Work order: How does the data below read from its first line through the line containing "the retention store."? Print those lines exactly.

Dataset records:
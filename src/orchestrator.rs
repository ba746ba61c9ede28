//! A single backup run.
//!
//! The [Orchestrator] sequences the phases of a run:
//!
//! 1. remove temporary artifacts left in the container,
//! 2. take the daily backup,
//! 3. take the monthly backup if due,
//! 4. remove temporary artifacts again,
//! 5. prune expired backups from the retention store.
//!
//! No phase aborts the run. Failures are logged, reported through the
//! [Notifier] where relevant, and the next phase starts regardless.

use std::io;
use std::path::{Path, PathBuf};

use chrono::{DateTime, Datelike, Local, NaiveDate};
use derive_more::Display;

use crate::backends::{Backup, PgBaseBackup, PgDump};
use crate::config::{BackupConfig, MonthlyPolicy, Settings};
use crate::container::{
    ArchiveRetriever, ContainerRuntime, ContainerSession, ExecOutcome, FailurePolicy,
    RemoteExecutor,
};
use crate::notify::Notifier;
use crate::util::retention::{ArtifactKind, Pruned, RetentionConfig, RetentionStore};

/// Phase of a run, used for logging.
#[derive(Copy, Clone, Debug, PartialEq, Eq, Display)]
pub enum Phase {
    #[display("cleaning temporary files")]
    CleaningTemp,
    #[display("daily backup")]
    DailyBackup,
    #[display("monthly check")]
    MonthlyCheck,
    #[display("monthly backup")]
    MonthlyBackup,
    #[display("pruning")]
    Pruning,
}

/// Why a monthly backup is taken.
#[derive(Copy, Clone, Debug, PartialEq, Eq, Display)]
pub enum MonthlyTrigger {
    /// No monthly backup of any date exists.
    #[display("no monthly backup exists yet")]
    NoneStored,
    /// It's the first day of the month.
    #[display("first day of the month")]
    FirstOfMonth,
    /// No monthly backup is dated in the current month.
    #[display("no monthly backup for this month yet")]
    MissingForMonth,
}

/// Decides which monthly backups are due.
///
/// `has_any` tells whether a monthly backup of any date is stored,
/// `has_for_month` whether one is dated in the month of `today`.
pub fn monthly_triggers(
    policy: MonthlyPolicy,
    today: NaiveDate,
    has_any: bool,
    has_for_month: bool,
) -> Vec<MonthlyTrigger> {
    match policy {
        MonthlyPolicy::AnyArtifact => {
            let mut triggers = Vec::new();
            if !has_any {
                triggers.push(MonthlyTrigger::NoneStored);
            }
            if today.day() == 1 {
                triggers.push(MonthlyTrigger::FirstOfMonth);
            }
            triggers
        }
        MonthlyPolicy::CurrentMonth if !has_for_month => vec![MonthlyTrigger::MissingForMonth],
        MonthlyPolicy::CurrentMonth => Vec::new(),
    }
}

/// Outcome of one backup sequence.
#[derive(Debug, Clone, PartialEq, Eq)]
pub enum StepOutcome {
    /// The artifact is stored at the path.
    Stored(PathBuf),
    /// The dump command failed inside the container.
    DumpFailed,
    /// The dump succeeded but copying it out of the container failed.
    RetrievalFailed,
}

/// What happened during a run.
#[derive(Debug, Default)]
pub struct RunReport {
    /// [None] if the container couldn't be reached.
    pub daily: Option<StepOutcome>,
    /// One entry per monthly backup taken.
    pub monthly: Vec<StepOutcome>,
    /// Expired backups deleted.
    pub pruned: Vec<PathBuf>,
    /// Expired backups which couldn't be deleted.
    pub prune_failures: usize,
    /// The container couldn't be looked up; no remote phase ran.
    pub container_unreachable: bool,
}

/// Runs backups of one database.
pub struct Orchestrator<R, N> {
    settings: Settings,
    config: BackupConfig,
    store: RetentionStore,
    runtime: R,
    notifier: N,
}

impl<R, N> Orchestrator<R, N>
where
    R: ContainerRuntime,
    N: Notifier,
{
    /// Opens the retention store below [`Settings::backup_dir`].
    pub fn new(
        settings: Settings,
        config: BackupConfig,
        runtime: R,
        notifier: N,
    ) -> io::Result<Self> {
        let store = RetentionStore::open(&settings.backup_dir)?;

        Ok(Self {
            settings,
            config,
            store,
            runtime,
            notifier,
        })
    }

    pub fn store(&self) -> &RetentionStore {
        &self.store
    }

    pub fn notifier(&self) -> &N {
        &self.notifier
    }

    /// Runs all phases for the current local time.
    pub fn run(&self) -> RunReport {
        self.run_at(Local::now())
    }

    /// Runs all phases as if it was `now`.
    pub fn run_at(&self, now: DateTime<Local>) -> RunReport {
        let today = now.date_naive();
        let mut report = RunReport::default();
        self.notify("Starting backup process...");

        // the session lives until the end of this block, on every path through it
        match self.runtime.connect(&self.settings.container) {
            Ok(session) => {
                let mut executor =
                    RemoteExecutor::new(session, self.config.commands.command_timeout());

                self.clean_temp(&mut executor);

                log::debug!(target: "orchestrator", "Phase: {}", Phase::DailyBackup);
                report.daily = Some(self.backup(&mut executor, &PgDump, today));

                log::debug!(target: "orchestrator", "Phase: {}", Phase::MonthlyCheck);
                for trigger in self.due_monthly(today) {
                    log::info!(target: "orchestrator", "Monthly backup due: {trigger}");
                    log::debug!(target: "orchestrator", "Phase: {}", Phase::MonthlyBackup);
                    report
                        .monthly
                        .push(self.backup(&mut executor, &PgBaseBackup, today));
                }

                self.clean_temp(&mut executor);
            }
            Err(e) => {
                log::error!(
                    target: "orchestrator",
                    "Container {} is unavailable, skipping backups: {e}",
                    self.settings.container
                );
                self.notify(&format!(
                    "Container `{}` is unavailable, no backup was taken.",
                    self.settings.container
                ));
                report.container_unreachable = true;
            }
        }

        log::debug!(target: "orchestrator", "Phase: {}", Phase::Pruning);
        prune_into(
            &self.store,
            &self.config.retention,
            Some(self.settings.database.as_str()),
            &self.notifier,
            now,
            &mut report,
        );

        self.notify("Backup process finished.");
        report
    }

    fn notify(&self, message: &str) {
        notify(&self.notifier, message);
    }

    fn clean_temp<S: ContainerSession>(&self, executor: &mut RemoteExecutor<S>) {
        log::info!(target: "orchestrator", "Cleaning temporary files...");
        log::debug!(target: "orchestrator", "Phase: {}", Phase::CleaningTemp);
        self.notify("Cleaning temporary files...");

        let backups: [&dyn Backup; 2] = [&PgDump, &PgBaseBackup];
        for backup in backups {
            remove_temp(executor, backup);
        }
    }

    fn due_monthly(&self, today: NaiveDate) -> Vec<MonthlyTrigger> {
        let database = &self.settings.database;
        let policy = self.config.monthly.policy;

        let lookup = match policy {
            MonthlyPolicy::AnyArtifact => self
                .store
                .has_monthly_for_current_period(database)
                .map(|has_any| (has_any, false)),
            MonthlyPolicy::CurrentMonth => self
                .store
                .has_monthly_for_month(database, today)
                .map(|has_for_month| (has_for_month, has_for_month)),
        };

        match lookup {
            Ok((has_any, has_for_month)) => monthly_triggers(policy, today, has_any, has_for_month),
            Err(e) => {
                // an unreadable store can't tell a backup is missing, take one
                log::error!(target: "orchestrator", "Checking for monthly backups failed: {e}");
                vec![MonthlyTrigger::NoneStored]
            }
        }
    }

    /// Dump, retrieve, remove the temporary artifact.
    fn backup<S: ContainerSession>(
        &self,
        executor: &mut RemoteExecutor<S>,
        backup: &dyn Backup,
        today: NaiveDate,
    ) -> StepOutcome {
        let kind = backup.kind();
        let database = &self.settings.database;
        let destination = self.store.path_for(kind, database, today);
        let file_name = display_name(&destination);
        log::info!(target: "orchestrator", "Starting {kind} backup of {database}...");

        let dump = executor.execute(&backup.dump_command(&self.settings), FailurePolicy::Fatal);
        if !dump.is_success() {
            log::error!(target: "orchestrator", "The {kind} backup of {database} failed.");
            return StepOutcome::DumpFailed;
        }

        let retriever = ArchiveRetriever::new(self.config.commands.transfer_timeout());
        let retrieved = retriever.retrieve(
            executor.session_mut(),
            &backup.retrieval_source(),
            &destination,
            kind.compression(),
        );
        remove_temp(executor, backup);

        match retrieved {
            Ok(_) => {
                log::info!(target: "orchestrator", "{} backup finished: {}", capitalize(kind), destination.display());
                self.notify(&format!("{} backup finished: `{file_name}`", capitalize(kind)));
                StepOutcome::Stored(destination)
            }
            Err(e) => {
                log::error!(target: "orchestrator", "Retrieving the {kind} backup failed: {e}");
                self.notify(&format!("{} backup `{file_name}` could not be retrieved: {e}", capitalize(kind)));
                StepOutcome::RetrievalFailed
            }
        }
    }
}

/// Prunes expired backups from `store` without touching the container.
///
/// Monthly backups are only pruned by count if `database` is known.
pub fn prune_store(
    store: &RetentionStore,
    retention: &RetentionConfig,
    database: Option<&str>,
    notifier: &dyn Notifier,
    now: DateTime<Local>,
) -> RunReport {
    let mut report = RunReport::default();
    prune_into(store, retention, database, notifier, now, &mut report);
    report
}

fn prune_into(
    store: &RetentionStore,
    retention: &RetentionConfig,
    database: Option<&str>,
    notifier: &dyn Notifier,
    now: DateTime<Local>,
    report: &mut RunReport,
) {
    let directory = store.directory(ArtifactKind::Daily);
    log::info!(target: "orchestrator", "Cleaning old backups in {}...", directory.display());

    match store.prune(ArtifactKind::Daily, retention.daily_max_age(), now.into()) {
        Ok(pruned) => report_pruned(notifier, pruned, report),
        Err(e) => log::error!(target: "orchestrator", "Pruning {} failed: {e}", directory.display()),
    }

    let Some(keep) = retention.monthly_keep else {
        return;
    };
    let Some(database) = database else {
        log::warn!(target: "orchestrator", "No database given, keeping all monthly backups");
        return;
    };
    match store.prune_monthly(database, Some(keep)) {
        Ok(pruned) => report_pruned(notifier, pruned, report),
        Err(e) => log::error!(target: "orchestrator", "Pruning monthly backups failed: {e}"),
    }
}

fn report_pruned(notifier: &dyn Notifier, pruned: Vec<Pruned>, report: &mut RunReport) {
    for Pruned { path, result } in pruned {
        match result {
            Ok(()) => {
                log::info!(target: "orchestrator", "Deleted old backup: {}", path.display());
                notify(notifier, &format!("Deleted old backup: `{}`", display_name(&path)));
                report.pruned.push(path);
            }
            Err(e) => {
                log::error!(target: "orchestrator", "Could not delete {}: {e}", path.display());
                report.prune_failures += 1;
            }
        }
    }
}

/// Sends `message`; a failed delivery is only logged.
fn notify(notifier: &dyn Notifier, message: &str) {
    if let Err(e) = notifier.notify(message) {
        log::warn!(target: "orchestrator", "Sending notification failed: {e}");
    }
}

/// Removes the temporary artifact of `backup` from the container if it exists.
fn remove_temp<S: ContainerSession>(executor: &mut RemoteExecutor<S>, backup: &dyn Backup) {
    let temp = backup.temp_artifact();
    match executor.execute(&temp.exists_command(), FailurePolicy::Tolerate) {
        ExecOutcome::Succeeded => {
            log::debug!(target: "orchestrator", "Removing {temp} from the container");
            executor.execute(&temp.remove_command(), FailurePolicy::Tolerate);
        }
        ExecOutcome::FailedTolerated { .. } => {
            log::trace!(target: "orchestrator", "{temp} doesn't exist in the container");
        }
        ExecOutcome::Failed(e) => {
            log::warn!(target: "orchestrator", "Checking for {temp} failed: {e}");
        }
    }
}

fn display_name(path: &Path) -> String {
    path.file_name()
        .map(|name| name.to_string_lossy().into_owned())
        .unwrap_or_default()
}

fn capitalize(kind: ArtifactKind) -> &'static str {
    match kind {
        ArtifactKind::Daily => "Daily",
        ArtifactKind::Monthly => "Monthly",
    }
}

Result of this task:
filename src/orchestrator.rs
repository ba746ba61c9ede28
//! A single backup run.
//!
//! The [Orchestrator] sequences the phases of a run:
//!
//! 1. remove temporary artifacts left in the container,
//! 2. take the daily backup,
//! 3. take the monthly backup if due,
//! 4. remove temporary artifacts again,
//! 5. prune expired backups from the retention store.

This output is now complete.